Monday, December 27, 2010

Tis the Season to be Jolly

A lot of people the world over celebrate Christmas on December 25th every year. Approximately 400 million humans take part in the festivities, making it one of the largest social, commercial and economic events of the year. It all generally begins a day earlier, however, on the 24th with Christmas Eve and continues the following morning with traditional gift opening rituals.

One of the things that makes Christmas special is its power of bringing people, family in particular, together again. Cousins, aunts, grandfathers and even the creepy uncle we all seem to have collectively make the effort to reunite during this time and rekindle the wonder that is extended family.

Christmas is derived from the old English word “Cristes maesse”, which literally translates as Christ's Mass.
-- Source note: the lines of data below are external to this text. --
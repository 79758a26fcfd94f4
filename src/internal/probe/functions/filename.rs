//! 文件名解析：Content-Disposition、URL 路径、MIME 类型三级回退。

use url::Url;

/// 未能确定文件名时的默认名（扩展名由 Content-Type 推断后追加）。
pub const DEFAULT_FILENAME: &str = "downloaded_file";

/// 从 Content-Disposition 头解析文件名。
///
/// 优先取 `filename=` 参数；没有时取 `filename*=`（RFC 5987），
/// 仅处理 `UTF-8''` 前缀，去掉前缀后做百分号解码。
pub fn filename_from_content_disposition(header: &str) -> Option<String> {
    // filename= 优先（filename*= 包含 "filename=" 子串，先排除）
    for part in header.split(';') {
        let part = part.trim();
        if let Some(value) = part.strip_prefix("filename=") {
            let name = value.trim().trim_matches('"');
            if !name.is_empty() {
                return Some(name.to_string());
            }
        }
    }

    for part in header.split(';') {
        let part = part.trim();
        if let Some(value) = part.strip_prefix("filename*=") {
            let value = value.trim();
            if let Some(encoded) = value.strip_prefix("UTF-8''") {
                if let Ok(decoded) = urlencoding::decode(encoded) {
                    let name = decoded.into_owned();
                    if !name.is_empty() {
                        return Some(name);
                    }
                }
            }
        }
    }

    None
}

/// 从最终 URL 的路径末段取文件名；仅当末段带点（有扩展名）时有效。
pub fn filename_from_url(final_url: &str) -> Option<String> {
    let parsed = Url::parse(final_url).ok()?;
    let last = parsed.path_segments()?.next_back()?;
    if !last.is_empty() && last.contains('.') {
        // 路径段可能是百分号编码的
        let decoded = urlencoding::decode(last)
            .map(|d| d.into_owned())
            .unwrap_or_else(|_| last.to_string());
        return Some(decoded);
    }
    None
}

/// 内置 MIME → 扩展名映射；未命中返回空串。
pub fn extension_from_content_type(content_type: &str) -> &'static str {
    let mime = content_type.split(';').next().unwrap_or("").trim();
    match mime {
        "image/jpeg" => ".jpg",
        "image/png" => ".png",
        "image/gif" => ".gif",
        "text/html" => ".html",
        "text/plain" => ".txt",
        "application/pdf" => ".pdf",
        "application/zip" => ".zip",
        "application/json" => ".json",
        "video/mp4" => ".mp4",
        "audio/mpeg" => ".mp3",
        _ => "",
    }
}

/// 默认文件名 + 按 Content-Type 推断的扩展名。
pub fn default_filename(content_type: &str) -> String {
    format!(
        "{}{}",
        DEFAULT_FILENAME,
        extension_from_content_type(content_type)
    )
}
//! 观察者容器：多个观察者按注册顺序依次触发。

use crate::internal::download::structs::download_error::DownloadError;
use crate::internal::download::structs::progress_tracker::ProgressSnapshot;
use crate::internal::download::traits::observer::DownloadObserver;

/// 观察者集合；由任务持有，事件发生时逐个触发。
#[derive(Default)]
pub struct ObserverSet {
    observers: Vec<Box<dyn DownloadObserver>>,
}

impl ObserverSet {
    /// 添加一个观察者；支持多次调用注册多个，按添加顺序依次执行。
    pub fn add(&mut self, observer: impl DownloadObserver + 'static) {
        self.observers.push(Box::new(observer));
    }

    /// 清空全部观察者（释放任务时用）。
    pub fn clear(&mut self) {
        self.observers.clear();
    }

    pub async fn run_on_start(&mut self) {
        for o in self.observers.iter_mut() {
            o.on_start().await;
        }
    }

    pub async fn run_on_progress(&mut self, snapshot: &ProgressSnapshot) {
        for o in self.observers.iter_mut() {
            o.on_progress(snapshot).await;
        }
    }

    pub async fn run_on_pause(&mut self) {
        for o in self.observers.iter_mut() {
            o.on_pause().await;
        }
    }

    pub async fn run_on_resume(&mut self) {
        for o in self.observers.iter_mut() {
            o.on_resume().await;
        }
    }

    pub async fn run_on_finish(&mut self) {
        for o in self.observers.iter_mut() {
            o.on_finish().await;
        }
    }

    pub async fn run_on_error(&mut self, error: &DownloadError) {
        for o in self.observers.iter_mut() {
            o.on_error(error).await;
        }
    }

    pub async fn run_on_stop(&mut self) {
        for o in self.observers.iter_mut() {
            o.on_stop().await;
        }
    }

    pub async fn run_on_chunk_start(&mut self, index: usize, start: u64, end: u64) {
        for o in self.observers.iter_mut() {
            o.on_chunk_start(index, start, end).await;
        }
    }

    pub async fn run_on_chunk_finish(
        &mut self,
        index: usize,
        start: u64,
        end: u64,
        bytes_written: u64,
    ) {
        for o in self.observers.iter_mut() {
            o.on_chunk_finish(index, start, end, bytes_written).await;
        }
    }

    pub async fn run_on_chunk_error(
        &mut self,
        index: usize,
        start: u64,
        end: u64,
        error: &DownloadError,
    ) {
        for o in self.observers.iter_mut() {
            o.on_chunk_error(index, start, end, error).await;
        }
    }

    pub async fn run_on_assemble_start(&mut self) {
        for o in self.observers.iter_mut() {
            o.on_assemble_start().await;
        }
    }

    pub async fn run_on_assemble_finish(&mut self) {
        for o in self.observers.iter_mut() {
            o.on_assemble_finish().await;
        }
    }

    pub async fn run_on_assemble_error(&mut self, error: &DownloadError) {
        for o in self.observers.iter_mut() {
            o.on_assemble_error(error).await;
        }
    }

    pub async fn run_on_dispose(&mut self) {
        for o in self.observers.iter_mut() {
            o.on_dispose().await;
        }
    }
}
So, on this day, Christians the world over celebrate the birth of their God, Jesus Christ. However, like most rituals and traditions in Christianity, this is only his symbolic birthday. No one actually knows what day he is said to have entered the Earth.
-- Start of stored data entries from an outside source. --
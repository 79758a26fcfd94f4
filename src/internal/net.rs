//! 网络模块：构造带超时与默认请求头的共享 HTTP 客户端。

pub mod client;

pub use client::{build_download_client, BuildClientParams, NetError};
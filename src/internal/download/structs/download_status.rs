//! 下载任务状态（由任务内部维护，外部只读监听）。
//!
//! 状态机：`queued → in_progress ⇄ paused`；
//! `in_progress → completed | failed | stopped`；`paused → stopped`。

/// 下载任务生命周期状态。
#[derive(Debug, Clone, Copy, PartialEq, Eq)]
pub enum DownloadStatus {
    /// 已创建，尚未开始
    Queued,
    /// 下载中
    InProgress,
    /// 已暂停
    Paused,
    /// 成功完成
    Completed,
    /// 失败终止
    Failed,
    /// 被取消终止
    Stopped,
}

impl DownloadStatus {
    /// 对外的状态字符串常量。
    pub fn as_str(&self) -> &'static str {
        match self {
            DownloadStatus::Queued => "queued",
            DownloadStatus::InProgress => "in_progress",
            DownloadStatus::Paused => "paused",
            DownloadStatus::Completed => "completed",
            DownloadStatus::Failed => "failed",
            DownloadStatus::Stopped => "stopped",
        }
    }

    /// 是否为终态（completed / failed / stopped）。
    pub fn is_terminal(&self) -> bool {
        matches!(
            self,
            DownloadStatus::Completed | DownloadStatus::Failed | DownloadStatus::Stopped
        )
    }
}

impl std::fmt::Display for DownloadStatus {
    fn fmt(&self, f: &mut std::fmt::Formatter<'_>) -> std::fmt::Result {
        f.write_str(self.as_str())
    }
}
With that lack of information, early church fathers did what they always have; filled in the blanks as they saw fit. In the early parts of the Fourth century, they gathered and chose the 25th day of December. They fixed the day around the old Roman Saturnalia festival (17 - 21 December), a traditional pagan festivity.

From 354 A.D, nearly all Christians accepted the day chosen for them and have honored the birth of Christ accordingly every since. The only sects to diverge from this norm are the Armenian ones who celebrate this day on January 6th.

While this fact is not really much to fret over, it is further sign of how much of what is believed today has been determined by mere humans. This troubling pattern plagues Christianity; when you don't have the answer, just make up something that sounds right and move on.

From the trinity, a word that cannot be found in scripture, to the very books that are in the Bible; this phenomenon is very prevalent. Being the pattern-seeking creatures that we are, humans finished off the things Jesus didn't tell us but really 'wanted to.'

It saddens me that we could not be satisfied with merely doing what was commanded of us and being Christ-like, living a life of love, forgiveness and the golden rule, but had to go one step further and become an army of Christians. The need for institutionalization may forever be the plight of humanity.